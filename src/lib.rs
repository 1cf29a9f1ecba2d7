//! Fragstats - match statistics assistant for a shooter community
//!
//! This crate provides balanced team generation from a weighted roster,
//! TrueSkill-style skill ratings from round history, and the chat command
//! layer that exposes both.

pub mod command;
pub mod config;
pub mod error;
pub mod metrics;
pub mod rating;
pub mod render;
pub mod service;
pub mod teams;
pub mod tracker;
pub mod types;
pub mod utils;

// Re-export commonly used types and traits
pub use error::{Result, StatsError};
pub use types::*;

// Re-export key components
pub use command::Command;
pub use rating::{MatchHistoryProvider, SkillRatingEngine};
pub use service::CommandDispatcher;
pub use teams::{PartitionOptimizer, RosterProvider, SelectionPolicy, TeamRequestResolver};

/// Library version
pub const VERSION: &str = env!("CARGO_PKG_VERSION");
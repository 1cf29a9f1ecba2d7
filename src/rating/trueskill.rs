//! TrueSkill rating model
//!
//! Wraps the two-team TrueSkill update from the skillratings crate. Draws
//! cannot happen in a round, so the default draw probability is zero.

use crate::error::{Result, StatsError};
use crate::rating::model::{bound_team, RatingModel};
use crate::types::Rating;
use serde::{Deserialize, Serialize};
use skillratings::trueskill::{
    expected_score_two_teams, trueskill_two_teams, TrueSkillConfig, TrueSkillRating,
};
use skillratings::Outcomes;

/// TrueSkill parameters
#[derive(Debug, Clone, PartialEq, Serialize, Deserialize)]
#[serde(default)]
pub struct TrueSkillParams {
    /// Prior mean for new players
    pub initial_mu: f64,
    /// Prior standard deviation for new players
    pub initial_sigma: f64,
    /// Performance variability within a single round
    pub beta: f64,
    /// Uncertainty added before every update so ratings can keep moving
    pub dynamics: f64,
    pub draw_probability: f64,
    /// Lower bound for sigma after an update
    pub min_sigma: f64,
}

impl Default for TrueSkillParams {
    fn default() -> Self {
        Self {
            initial_mu: 25.0,
            initial_sigma: 25.0 / 3.0,
            beta: 25.0 / 6.0,
            dynamics: 25.0 / 300.0,
            draw_probability: 0.0,
            min_sigma: 0.01,
        }
    }
}

impl TrueSkillParams {
    /// Validate configuration parameters
    pub fn validate(&self) -> Result<()> {
        if self.beta <= 0.0 {
            return Err(StatsError::ConfigurationError {
                message: "TrueSkill beta must be positive".to_string(),
            }
            .into());
        }

        if self.initial_sigma <= 0.0 {
            return Err(StatsError::ConfigurationError {
                message: "Initial sigma must be positive".to_string(),
            }
            .into());
        }

        if self.dynamics < 0.0 {
            return Err(StatsError::ConfigurationError {
                message: "TrueSkill dynamics must be non-negative".to_string(),
            }
            .into());
        }

        if !(0.0..1.0).contains(&self.draw_probability) {
            return Err(StatsError::ConfigurationError {
                message: "Draw probability must be in [0, 1)".to_string(),
            }
            .into());
        }

        if self.min_sigma < 0.0 || self.min_sigma >= self.initial_sigma {
            return Err(StatsError::ConfigurationError {
                message: "Sigma floor must be non-negative and below the initial sigma".to_string(),
            }
            .into());
        }

        Ok(())
    }

    fn trueskill_config(&self) -> TrueSkillConfig {
        TrueSkillConfig {
            draw_probability: self.draw_probability,
            beta: self.beta,
            default_dynamics: self.dynamics,
        }
    }
}

/// TrueSkill implementation of [`RatingModel`]
#[derive(Debug)]
pub struct TrueSkillModel {
    params: TrueSkillParams,
    config: TrueSkillConfig,
}

impl TrueSkillModel {
    pub fn new(params: TrueSkillParams) -> Result<Self> {
        params.validate()?;
        let config = params.trueskill_config();

        Ok(Self { params, config })
    }

    pub fn params(&self) -> &TrueSkillParams {
        &self.params
    }
}

impl Default for TrueSkillModel {
    fn default() -> Self {
        let params = TrueSkillParams::default();
        let config = params.trueskill_config();
        Self { params, config }
    }
}

fn to_trueskill(team: &[Rating]) -> Vec<TrueSkillRating> {
    team.iter().map(|r| (*r).into()).collect()
}

impl RatingModel for TrueSkillModel {
    fn update(&self, winners: &[Rating], losers: &[Rating]) -> (Vec<Rating>, Vec<Rating>) {
        let (new_winners, new_losers) = trueskill_two_teams(
            &to_trueskill(winners),
            &to_trueskill(losers),
            &Outcomes::WIN,
            &self.config,
        );

        let min_sigma = self.params.min_sigma;
        (
            bound_team(winners, new_winners, min_sigma),
            bound_team(losers, new_losers, min_sigma),
        )
    }

    fn default_rating(&self) -> Rating {
        Rating::new(self.params.initial_mu, self.params.initial_sigma)
    }

    fn win_probability(&self, team_a: &[Rating], team_b: &[Rating]) -> f64 {
        let (team_a_wins, _) =
            expected_score_two_teams(&to_trueskill(team_a), &to_trueskill(team_b), &self.config);
        team_a_wins
    }

    fn name(&self) -> &'static str {
        "trueskill"
    }
}
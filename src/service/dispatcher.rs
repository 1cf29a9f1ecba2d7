//! Command dispatch
//!
//! Turns a parsed [`Command`] into reply text by driving the resolver,
//! optimizer, selection policy and rating engine. Failures never escape
//! [`CommandDispatcher::handle`]; they become a user-facing message instead.

use crate::command::Command;
use crate::config::AppConfig;
use crate::error::{Result, StatsError};
use crate::metrics::MetricsCollector;
use crate::rating::engine::SkillRatingEngine;
use crate::rating::history::MatchHistoryProvider;
use crate::rating::model::create_model;
use crate::render;
use crate::teams::partition::PartitionOptimizer;
use crate::teams::resolver::{TeamRequest, TeamRequestResolver, WeightSource};
use crate::teams::roster::RosterProvider;
use crate::teams::selection::SelectionPolicy;
use crate::types::Weighting;
use rand::Rng;
use std::collections::HashMap;
use std::sync::Arc;
use tracing::{debug, error, info, warn};

pub struct CommandDispatcher {
    roster: Arc<dyn RosterProvider>,
    history: Arc<dyn MatchHistoryProvider>,
    engine: SkillRatingEngine,
    optimizer: PartitionOptimizer,
    resolver: TeamRequestResolver,
    score_policy: SelectionPolicy,
    skill_policy: SelectionPolicy,
    metrics: Arc<MetricsCollector>,
}

impl CommandDispatcher {
    pub fn new(
        config: &AppConfig,
        roster: Arc<dyn RosterProvider>,
        history: Arc<dyn MatchHistoryProvider>,
        metrics: Arc<MetricsCollector>,
    ) -> Result<Self> {
        let teams = &config.teams;
        let model = create_model(&config.rating)?;
        let score_policy = SelectionPolicy::new(teams.score_tolerance, teams.side_names.clone())?;
        let skill_policy = score_policy.with_tolerance(teams.skill_tolerance)?;
        let engine = SkillRatingEngine::new(model, config.rating.conservative_k)?;
        let optimizer = PartitionOptimizer::new(teams.skill_exponent, teams.penalty)?;
        let resolver = TeamRequestResolver::new(teams.default_guest_weight, teams.max_roster_size);

        info!(
            "Teams: exponent {}, penalty {:?}, tolerance {} (score) / {} (skill), at most {} players",
            optimizer.skill_exponent(),
            optimizer.penalty(),
            score_policy.per_player_tolerance(),
            skill_policy.per_player_tolerance(),
            resolver.max_roster_size()
        );
        info!(
            "Ratings: {} model, conservative k {}",
            engine.model().name(),
            engine.conservative_k()
        );

        Ok(Self {
            roster,
            history,
            engine,
            optimizer,
            resolver,
            score_policy,
            skill_policy,
            metrics,
        })
    }

    /// Parse and run a command, always producing reply text
    pub fn handle(&self, text: &str) -> String {
        self.handle_with_rng(text, &mut rand::thread_rng())
    }

    pub fn handle_with_rng<R: Rng>(&self, text: &str, rng: &mut R) -> String {
        let timer = self.metrics.start_timer();

        let command = match text.parse::<Command>() {
            Ok(command) => command,
            Err(e) => {
                debug!("Could not parse '{}': {}", text, e);
                self.metrics.record_command("unparsed", false, timer.stop());
                return render::render_error(&anyhow::Error::from(e));
            }
        };

        let result = self.execute(&command, rng);
        let duration = timer.stop();
        self.metrics
            .record_command(command.name(), result.is_ok(), duration);

        match result {
            Ok(reply) => {
                info!(
                    "Handled {} command in {:.2}ms",
                    command.name(),
                    duration.as_secs_f64() * 1000.0
                );
                reply
            }
            Err(e) => {
                match e.downcast_ref::<StatsError>() {
                    Some(StatsError::DataSource { .. })
                    | Some(StatsError::InternalError { .. })
                    | Some(StatsError::ConfigurationError { .. })
                    | None => error!("{} command failed: {:#}", command.name(), e),
                    Some(_) => warn!("{} command rejected: {}", command.name(), e),
                }
                render::render_error(&e)
            }
        }
    }

    /// Run an already parsed command
    pub fn execute<R: Rng>(&self, command: &Command, rng: &mut R) -> Result<String> {
        match command {
            Command::Teams(request) => self.teams(request, rng),
            Command::Skill { limit } => self.skill(*limit),
            Command::Ranking => self.ranking(),
            Command::Headshots => self.headshots(),
            Command::Help => Ok(render::HELP_TEXT.to_string()),
        }
    }

    fn teams<R: Rng>(&self, request: &TeamRequest, rng: &mut R) -> Result<String> {
        let roster = self.roster.roster()?;

        let (entries, policy) = match request.weighting {
            Weighting::Score => (
                self.resolver.resolve(request, &roster, WeightSource::Score)?,
                &self.score_policy,
            ),
            Weighting::Skill => {
                let rounds = self.history.rounds()?;
                let replay = self.engine.ratings(&rounds);
                let source = WeightSource::Skill {
                    ratings: &replay.ratings,
                    prior_mu: self.engine.model().default_rating().mu,
                };
                (
                    self.resolver.resolve(request, &roster, source)?,
                    &self.skill_policy,
                )
            }
        };

        let timer = self.metrics.start_timer();
        let partitions = self.optimizer.optimize(&entries);
        let split = policy
            .select(&partitions, entries.len(), rng)
            .ok_or_else(|| StatsError::InternalError {
                message: "No partitions generated".to_string(),
            })?;
        self.metrics.record_partitioning(
            entries.len(),
            partitions.len(),
            split.candidates,
            timer.stop(),
        );

        debug!(
            "Picked split with diff {} out of {} candidates",
            split.diff, split.candidates
        );
        Ok(render::render_team_split(&split))
    }

    fn skill(&self, limit: Option<usize>) -> Result<String> {
        let rounds = self.history.rounds()?;

        let timer = self.metrics.start_timer();
        let report = self.engine.rank(&rounds);
        self.metrics.record_ranking(&report, timer.stop());

        if report.rounds_skipped > 0 {
            warn!(
                "Skipped {} of {} rounds while ranking",
                report.rounds_skipped,
                rounds.len()
            );
        }

        let names: HashMap<String, String> = match self.roster.roster() {
            Ok(roster) => roster.into_iter().map(|e| (e.id, e.name)).collect(),
            Err(e) => {
                warn!("Showing player ids, roster unavailable: {}", e);
                HashMap::new()
            }
        };

        Ok(render::render_leaderboard(&report.leaderboard, &names, limit))
    }

    fn ranking(&self) -> Result<String> {
        let roster = self.roster.roster()?;
        Ok(render::render_ranking(&roster))
    }

    fn headshots(&self) -> Result<String> {
        let roster = self.roster.roster()?;
        Ok(render::render_headshots(&roster))
    }
}
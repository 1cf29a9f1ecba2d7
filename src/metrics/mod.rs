//! Metrics and monitoring for the fragstats assistant
//!
//! This module provides metrics collection and the HTTP health and metrics
//! endpoints.

pub mod collector;
pub mod health;

pub use collector::{MetricsCollector, MetricsTimer, RatingMetrics, ServiceMetrics, TeamMetrics};
pub use health::{HealthServer, HealthServerConfig, HealthStatus};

━━━━━━━━━━━━━━━━━━━━

* **Assigned task**
Copy out the lines of the data where the string "reply" occurs.

* **Completed exercise**
//! Turns a parsed [`Command`] into reply text by driving the resolver,
    /// Parse and run a command, always producing reply text
            Ok(reply) => {
                reply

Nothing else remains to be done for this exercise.